On December 10, 2008, it was announced that Grupo Bimbo was in negotiations to purchase Weston Foods Inc., a subsidiary of George Weston Ltd. for $2.38 billion, a purchase that would make Bimbo Bakeries USA the largest bakery company in the United States. The purchase was finalized on January 21, 2009. The acquisition added brands such as Arnold, Brownberry, Freihofer's, Stroehmann, and gave Bimbo the rights to the Weston brands in the eastern United States (it had controlled the Weston brands in the western United States since 2002). The purchase also added 22 factories and 4,000 delivery trucks, giving Bimbo Bakeries USA 35 factories and over 7,000 sales routes in the United States, along with a footprint in all of the lower 48 states and almost $4 billion in annual sales. The Weston Foods headquarters in Horsham, Pennsylvania (just outside Philadelphia) became the new headquarters for Bimbo's US operations, relocating from Fort Worth, Texas, when the deal closed. In April 2026, the company announced it was moving its headquarters back to the Dallas area, announcing that it was part of a long-term growth strategy.

==Soccer sponsorship==
In an effort to increase its national exposure, on January 11, 2011, Bimbo announced a four-year partnership agreement making it the official jersey sponsor of the Philadelphia Union, the Major League Soccer (MLS) team local to their national headquarters. The Union sponsorship agreement marked the fifth professional soccer team sponsored by Bimbo; the parent company Grupo Bimbo had sponsored the following five teams: Rochester Rhinos, Club América, C.D. Guadalajara and C.F. Monterrey of the Primera División de México teams, and C.D. Saprissa of Costa Rica. The deal also makes Bimbo the official bread and baked goods sponsor of the Union and MLS. Bimbo will become an official sponsor of MLS, opening MLS League and Club marketing assets, such as stadium signage, to the company. The sponsorship deal is valued at roughly US$12 million over the four-year period.

==Sara Lee acquisition==
On November 9, 2010, Grupo Bimbo announced that it had agreed to acquire the North American fresh bakery business of the Sara Lee Corporation. The transaction, which was subject to regulatory review, would combine the largest and third-largest baking companies in the United States, as measured by annual sales. The deal was reported as costing $959 million. This acquisition resulted in Bimbo Bakeries USA having 75 bakeries in 31 states, and serving the entire continental United States through more than 13,000 sales routes.

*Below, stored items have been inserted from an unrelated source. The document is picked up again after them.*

//! # Payload Validation
//!
//! Walks a JSON payload against a structural [`Schema`] and records every
//! deviation into a [`DefectSink`]. Traversal never stops at the first
//! defect: a single call surfaces every defect in the payload.
//!
//! ## Payload Shapes
//!
//! A payload is either a single resource object or an envelope whose
//! `value` property is an array of resource objects. Both shapes must carry
//! a context annotation (`@reso.context` or `@odata.context`) at the top
//! level; without one the payload cannot be interpreted and validation
//! fails with [`ValidationError::NoContextProperty`] before anything is
//! recorded.
//!
//! ## Attribution
//!
//! Defects inside an expansion are attributed to the expansion's target
//! resource and the nested field, never to the parent. Defects about the
//! expansion value itself (a `null` collection, a string where an object
//! belongs) are attributed to the parent resource and the expansion field.
//!
//! ## Non-Mutation
//!
//! The payload is borrowed immutably for the whole walk. Defects go to the
//! sink only.

use std::fmt;

use serde_json::{Map, Value};
use thiserror::Error;

use ddcert_core::DataDictionaryVersion;

use crate::aggregate::{DefectKey, DefectSink, Occurrence, Severity};
use crate::config::ValidationConfig;
use crate::identifier::{is_simple_identifier, ODATA_SIMPLE_IDENTIFIER_URL};
use crate::schema::{
    EnumRule, ExpansionRule, FieldKind, FieldRule, IntegerBounds, JsonKind, PrimitiveRule,
    ResourceSchema, Schema, StringFormat,
};

/// Context annotation used by RESO payloads.
pub const RESO_CONTEXT_KEY: &str = "@reso.context";
/// Context annotation used by plain OData payloads.
pub const ODATA_CONTEXT_KEY: &str = "@odata.context";
/// Envelope property holding the array of resource objects.
pub const VALUE_KEY: &str = "value";

/// Message recorded when a value is not in its enumeration.
pub const ENUM_MISMATCH_MESSAGE: &str = "MUST be equal to one of the allowed values";

/// Fatal validation errors. Anything else is recorded as a defect.
#[derive(Error, Debug, Clone, PartialEq, Eq)]
pub enum ValidationError {
    /// The payload has no context annotation (or is not an object at all).
    #[error("NO_CONTEXT_PROPERTY: payload has neither `@reso.context` nor `@odata.context`")]
    NoContextProperty,

    /// The requested resource is not defined by the schema.
    #[error("resource '{resource_name}' is not defined by the metadata report")]
    UnknownResource {
        /// The requested resource name.
        resource_name: String,
    },
}

impl ValidationError {
    /// Stable machine-readable code.
    pub fn code(&self) -> &'static str {
        match self {
            Self::NoContextProperty => "NO_CONTEXT_PROPERTY",
            Self::UnknownResource { .. } => "UNKNOWN_RESOURCE",
        }
    }
}

/// Per-call validation settings. Owned by exactly one validation call.
#[derive(Debug, Clone)]
pub struct ValidationContext<'a> {
    /// Resource the payload claims to contain.
    pub resource_name: String,
    /// Data dictionary version being certified.
    pub version: DataDictionaryVersion,
    /// Optional per-field overrides.
    pub validation_config: Option<&'a ValidationConfig>,
    /// Strict Data Dictionary mode: unadvertised fields are errors and
    /// length violations are errors rather than warnings.
    pub is_reso_data_dictionary_schema: bool,
}

impl<'a> ValidationContext<'a> {
    /// Lenient context without overrides.
    pub fn new(resource_name: impl Into<String>, version: DataDictionaryVersion) -> Self {
        Self {
            resource_name: resource_name.into(),
            version,
            validation_config: None,
            is_reso_data_dictionary_schema: false,
        }
    }

    /// Apply per-field overrides.
    pub fn with_config(mut self, config: &'a ValidationConfig) -> Self {
        self.validation_config = Some(config);
        self
    }

    /// Switch strict Data Dictionary mode on or off.
    pub fn data_dictionary_schema(mut self, strict: bool) -> Self {
        self.is_reso_data_dictionary_schema = strict;
        self
    }

    fn ignores_enumerations(&self, resource_name: &str, field_name: &str) -> bool {
        self.validation_config.is_some_and(|c| {
            c.ignores_enumerations(self.version.as_str(), resource_name, field_name)
        })
    }
}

The acquisition was estimated to bring about $2.1 billion in sales to Bimbo Bakeries USA, for a rough total of $6 billion. This would make Bimbo Bakeries USA more than twice as large as the number-two bakery company in the United States, Flowers Foods.

Sara Lee Corp. acquired its fresh-baked division in 2001 with the acquisition of Earthgrains for a then industry record of $2.8 billion.

In November 2011, Sara Lee Corporation completed the sale of its North American fresh bakery business to Grupo Bimbo for $709 million. Sara Lee also sold its fresh-bakery businesses in Spain and Portugal to Grupo Bimbo for 115 million euros ($158.3 million), in a deal announced in October 2011. That acquisition was expected to close by the end of 2011.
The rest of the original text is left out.